**Task description:** Your answer must be the records below, reproduced exactly.

**Supplied records:**
=== Begin Enclosure ===

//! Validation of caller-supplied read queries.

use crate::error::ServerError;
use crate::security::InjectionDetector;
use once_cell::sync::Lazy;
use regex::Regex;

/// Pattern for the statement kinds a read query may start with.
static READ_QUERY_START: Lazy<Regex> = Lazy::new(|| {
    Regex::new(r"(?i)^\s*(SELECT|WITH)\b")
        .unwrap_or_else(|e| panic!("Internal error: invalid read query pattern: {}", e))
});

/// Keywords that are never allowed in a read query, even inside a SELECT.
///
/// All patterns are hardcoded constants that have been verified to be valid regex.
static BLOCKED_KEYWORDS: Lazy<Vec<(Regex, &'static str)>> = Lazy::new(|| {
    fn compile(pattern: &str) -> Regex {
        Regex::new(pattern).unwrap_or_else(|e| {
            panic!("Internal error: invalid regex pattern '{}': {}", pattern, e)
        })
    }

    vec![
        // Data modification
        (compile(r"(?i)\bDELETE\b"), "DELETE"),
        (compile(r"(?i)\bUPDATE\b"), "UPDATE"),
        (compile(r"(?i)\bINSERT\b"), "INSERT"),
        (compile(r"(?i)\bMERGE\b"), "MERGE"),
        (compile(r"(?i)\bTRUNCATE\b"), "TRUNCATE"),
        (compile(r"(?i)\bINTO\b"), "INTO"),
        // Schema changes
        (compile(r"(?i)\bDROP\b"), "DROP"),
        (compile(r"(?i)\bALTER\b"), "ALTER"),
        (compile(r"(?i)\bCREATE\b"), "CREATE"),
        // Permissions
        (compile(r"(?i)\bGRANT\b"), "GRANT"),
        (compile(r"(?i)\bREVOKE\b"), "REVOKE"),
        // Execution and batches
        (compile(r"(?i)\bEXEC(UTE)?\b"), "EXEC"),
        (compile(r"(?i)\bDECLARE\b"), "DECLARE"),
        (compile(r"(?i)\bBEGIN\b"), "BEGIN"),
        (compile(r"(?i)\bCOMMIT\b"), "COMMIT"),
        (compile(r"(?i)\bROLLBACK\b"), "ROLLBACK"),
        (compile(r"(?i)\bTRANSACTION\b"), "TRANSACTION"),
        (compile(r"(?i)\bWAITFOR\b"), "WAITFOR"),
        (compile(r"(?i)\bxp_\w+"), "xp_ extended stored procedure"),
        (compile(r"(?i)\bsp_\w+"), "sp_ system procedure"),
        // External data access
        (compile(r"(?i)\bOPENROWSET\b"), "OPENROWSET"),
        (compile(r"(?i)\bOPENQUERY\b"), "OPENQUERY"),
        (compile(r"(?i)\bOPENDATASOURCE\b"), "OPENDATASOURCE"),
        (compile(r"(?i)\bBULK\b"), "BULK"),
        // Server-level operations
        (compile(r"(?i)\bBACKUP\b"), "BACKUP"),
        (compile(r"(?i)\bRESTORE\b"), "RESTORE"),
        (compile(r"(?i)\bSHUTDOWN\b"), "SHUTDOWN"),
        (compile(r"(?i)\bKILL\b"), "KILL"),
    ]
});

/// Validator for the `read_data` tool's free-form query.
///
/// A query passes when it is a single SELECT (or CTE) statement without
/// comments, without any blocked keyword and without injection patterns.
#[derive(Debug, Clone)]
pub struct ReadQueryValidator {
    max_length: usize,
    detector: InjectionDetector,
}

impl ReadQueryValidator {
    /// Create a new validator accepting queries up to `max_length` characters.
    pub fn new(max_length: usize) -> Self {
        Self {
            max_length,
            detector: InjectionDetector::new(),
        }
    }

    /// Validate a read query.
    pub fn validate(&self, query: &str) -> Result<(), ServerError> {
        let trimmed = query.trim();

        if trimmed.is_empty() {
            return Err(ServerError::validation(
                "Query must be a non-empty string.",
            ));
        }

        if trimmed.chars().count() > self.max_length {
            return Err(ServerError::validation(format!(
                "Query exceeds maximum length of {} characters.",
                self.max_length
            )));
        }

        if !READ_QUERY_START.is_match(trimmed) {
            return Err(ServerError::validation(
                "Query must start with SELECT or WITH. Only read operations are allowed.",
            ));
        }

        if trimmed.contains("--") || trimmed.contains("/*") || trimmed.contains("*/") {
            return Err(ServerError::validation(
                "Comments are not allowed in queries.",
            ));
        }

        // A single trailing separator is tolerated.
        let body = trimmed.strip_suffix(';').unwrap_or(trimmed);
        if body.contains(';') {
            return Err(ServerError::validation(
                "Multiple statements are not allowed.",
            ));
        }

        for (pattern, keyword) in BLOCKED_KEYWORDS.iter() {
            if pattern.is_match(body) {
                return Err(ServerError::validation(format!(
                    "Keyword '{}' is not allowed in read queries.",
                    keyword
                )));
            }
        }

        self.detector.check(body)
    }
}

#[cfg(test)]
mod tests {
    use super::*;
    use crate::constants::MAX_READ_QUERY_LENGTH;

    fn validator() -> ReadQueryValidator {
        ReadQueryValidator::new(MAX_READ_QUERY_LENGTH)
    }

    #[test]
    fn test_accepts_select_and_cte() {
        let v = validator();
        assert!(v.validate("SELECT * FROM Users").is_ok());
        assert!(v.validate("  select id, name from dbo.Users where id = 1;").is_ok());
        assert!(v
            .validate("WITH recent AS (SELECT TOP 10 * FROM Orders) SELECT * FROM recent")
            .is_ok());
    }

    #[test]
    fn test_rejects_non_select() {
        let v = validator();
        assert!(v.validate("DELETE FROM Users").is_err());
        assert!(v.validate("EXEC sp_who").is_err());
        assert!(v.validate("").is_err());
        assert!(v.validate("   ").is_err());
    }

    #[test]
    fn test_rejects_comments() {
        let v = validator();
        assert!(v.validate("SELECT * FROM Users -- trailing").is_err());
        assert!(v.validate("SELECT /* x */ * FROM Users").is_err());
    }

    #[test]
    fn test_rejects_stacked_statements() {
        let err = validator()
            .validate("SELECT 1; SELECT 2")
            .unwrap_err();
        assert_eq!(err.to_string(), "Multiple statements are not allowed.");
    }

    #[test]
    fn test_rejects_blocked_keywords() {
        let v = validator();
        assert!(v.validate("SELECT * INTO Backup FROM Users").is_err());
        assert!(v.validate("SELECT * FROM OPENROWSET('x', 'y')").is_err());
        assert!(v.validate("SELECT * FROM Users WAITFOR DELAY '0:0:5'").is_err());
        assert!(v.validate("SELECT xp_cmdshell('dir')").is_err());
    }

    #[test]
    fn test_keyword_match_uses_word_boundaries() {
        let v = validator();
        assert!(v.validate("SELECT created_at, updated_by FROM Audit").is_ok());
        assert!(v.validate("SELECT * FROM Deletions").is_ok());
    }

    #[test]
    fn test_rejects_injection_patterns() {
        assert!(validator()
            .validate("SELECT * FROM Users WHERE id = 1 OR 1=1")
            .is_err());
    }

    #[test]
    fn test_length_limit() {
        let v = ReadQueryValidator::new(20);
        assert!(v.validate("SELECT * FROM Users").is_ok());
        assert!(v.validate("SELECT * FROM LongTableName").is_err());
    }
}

=== End Enclosure ===

**Result:**
//! Validation of caller-supplied read queries.

use crate::error::ServerError;
use crate::security::InjectionDetector;
use once_cell::sync::Lazy;
use regex::Regex;

/// Pattern for the statement kinds a read query may start with.
static READ_QUERY_START: Lazy<Regex> = Lazy::new(|| {
    Regex::new(r"(?i)^\s*(SELECT|WITH)\b")
        .unwrap_or_else(|e| panic!("Internal error: invalid read query pattern: {}", e))
});

/// Keywords that are never allowed in a read query, even inside a SELECT.
///
/// All patterns are hardcoded constants that have been verified to be valid regex.
static BLOCKED_KEYWORDS: Lazy<Vec<(Regex, &'static str)>> = Lazy::new(|| {
    fn compile(pattern: &str) -> Regex {
        Regex::new(pattern).unwrap_or_else(|e| {
            panic!("Internal error: invalid regex pattern '{}': {}", pattern, e)
        })
    }

    vec![
        // Data modification
        (compile(r"(?i)\bDELETE\b"), "DELETE"),
        (compile(r"(?i)\bUPDATE\b"), "UPDATE"),
        (compile(r"(?i)\bINSERT\b"), "INSERT"),
        (compile(r"(?i)\bMERGE\b"), "MERGE"),
        (compile(r"(?i)\bTRUNCATE\b"), "TRUNCATE"),
        (compile(r"(?i)\bINTO\b"), "INTO"),
        // Schema changes
        (compile(r"(?i)\bDROP\b"), "DROP"),
        (compile(r"(?i)\bALTER\b"), "ALTER"),
        (compile(r"(?i)\bCREATE\b"), "CREATE"),
        // Permissions
        (compile(r"(?i)\bGRANT\b"), "GRANT"),
        (compile(r"(?i)\bREVOKE\b"), "REVOKE"),
        // Execution and batches
        (compile(r"(?i)\bEXEC(UTE)?\b"), "EXEC"),
        (compile(r"(?i)\bDECLARE\b"), "DECLARE"),
        (compile(r"(?i)\bBEGIN\b"), "BEGIN"),
        (compile(r"(?i)\bCOMMIT\b"), "COMMIT"),
        (compile(r"(?i)\bROLLBACK\b"), "ROLLBACK"),
        (compile(r"(?i)\bTRANSACTION\b"), "TRANSACTION"),
        (compile(r"(?i)\bWAITFOR\b"), "WAITFOR"),
        (compile(r"(?i)\bxp_\w+"), "xp_ extended stored procedure"),
        (compile(r"(?i)\bsp_\w+"), "sp_ system procedure"),
        // External data access
        (compile(r"(?i)\bOPENROWSET\b"), "OPENROWSET"),
        (compile(r"(?i)\bOPENQUERY\b"), "OPENQUERY"),
        (compile(r"(?i)\bOPENDATASOURCE\b"), "OPENDATASOURCE"),
        (compile(r"(?i)\bBULK\b"), "BULK"),
        // Server-level operations
        (compile(r"(?i)\bBACKUP\b"), "BACKUP"),
        (compile(r"(?i)\bRESTORE\b"), "RESTORE"),
        (compile(r"(?i)\bSHUTDOWN\b"), "SHUTDOWN"),
        (compile(r"(?i)\bKILL\b"), "KILL"),
    ]
});

/// Validator for the `read_data` tool's free-form query.
///
/// A query passes when it is a single SELECT (or CTE) statement without
/// comments, without any blocked keyword and without injection patterns.
#[derive(Debug, Clone)]
pub struct ReadQueryValidator {
    max_length: usize,
    detector: InjectionDetector,
}

impl ReadQueryValidator {
    /// Create a new validator accepting queries up to `max_length` characters.
    pub fn new(max_length: usize) -> Self {
        Self {
            max_length,
            detector: InjectionDetector::new(),
        }
    }

    /// Validate a read query.
    pub fn validate(&self, query: &str) -> Result<(), ServerError> {
        let trimmed = query.trim();

        if trimmed.is_empty() {
            return Err(ServerError::validation(
                "Query must be a non-empty string.",
            ));
        }

        if trimmed.chars().count() > self.max_length {
            return Err(ServerError::validation(format!(
                "Query exceeds maximum length of {} characters.",
                self.max_length
            )));
        }

        if !READ_QUERY_START.is_match(trimmed) {
            return Err(ServerError::validation(
                "Query must start with SELECT or WITH. Only read operations are allowed.",
            ));
        }

        if trimmed.contains("--") || trimmed.contains("/*") || trimmed.contains("*/") {
            return Err(ServerError::validation(
                "Comments are not allowed in queries.",
            ));
        }

        // A single trailing separator is tolerated.
        let body = trimmed.strip_suffix(';').unwrap_or(trimmed);
        if body.contains(';') {
            return Err(ServerError::validation(
                "Multiple statements are not allowed.",
            ));
        }

        for (pattern, keyword) in BLOCKED_KEYWORDS.iter() {
            if pattern.is_match(body) {
                return Err(ServerError::validation(format!(
                    "Keyword '{}' is not allowed in read queries.",
                    keyword
                )));
            }
        }

        self.detector.check(body)
    }
}

#[cfg(test)]
mod tests {
    use super::*;
    use crate::constants::MAX_READ_QUERY_LENGTH;

    fn validator() -> ReadQueryValidator {
        ReadQueryValidator::new(MAX_READ_QUERY_LENGTH)
    }

    #[test]
    fn test_accepts_select_and_cte() {
        let v = validator();
        assert!(v.validate("SELECT * FROM Users").is_ok());
        assert!(v.validate("  select id, name from dbo.Users where id = 1;").is_ok());
        assert!(v
            .validate("WITH recent AS (SELECT TOP 10 * FROM Orders) SELECT * FROM recent")
            .is_ok());
    }

    #[test]
    fn test_rejects_non_select() {
        let v = validator();
        assert!(v.validate("DELETE FROM Users").is_err());
        assert!(v.validate("EXEC sp_who").is_err());
        assert!(v.validate("").is_err());
        assert!(v.validate("   ").is_err());
    }

    #[test]
    fn test_rejects_comments() {
        let v = validator();
        assert!(v.validate("SELECT * FROM Users -- trailing").is_err());
        assert!(v.validate("SELECT /* x */ * FROM Users").is_err());
    }

    #[test]
    fn test_rejects_stacked_statements() {
        let err = validator()
            .validate("SELECT 1; SELECT 2")
            .unwrap_err();
        assert_eq!(err.to_string(), "Multiple statements are not allowed.");
    }

    #[test]
    fn test_rejects_blocked_keywords() {
        let v = validator();
        assert!(v.validate("SELECT * INTO Backup FROM Users").is_err());
        assert!(v.validate("SELECT * FROM OPENROWSET('x', 'y')").is_err());
        assert!(v.validate("SELECT * FROM Users WAITFOR DELAY '0:0:5'").is_err());
        assert!(v.validate("SELECT xp_cmdshell('dir')").is_err());
    }

    #[test]
    fn test_keyword_match_uses_word_boundaries() {
        let v = validator();
        assert!(v.validate("SELECT created_at, updated_by FROM Audit").is_ok());
        assert!(v.validate("SELECT * FROM Deletions").is_ok());
    }

    #[test]
    fn test_rejects_injection_patterns() {
        assert!(validator()
            .validate("SELECT * FROM Users WHERE id = 1 OR 1=1")
            .is_err());
    }

    #[test]
    fn test_length_limit() {
        let v = ReadQueryValidator::new(20);
        assert!(v.validate("SELECT * FROM Users").is_ok());
        assert!(v.validate("SELECT * FROM LongTableName").is_err());
    }
}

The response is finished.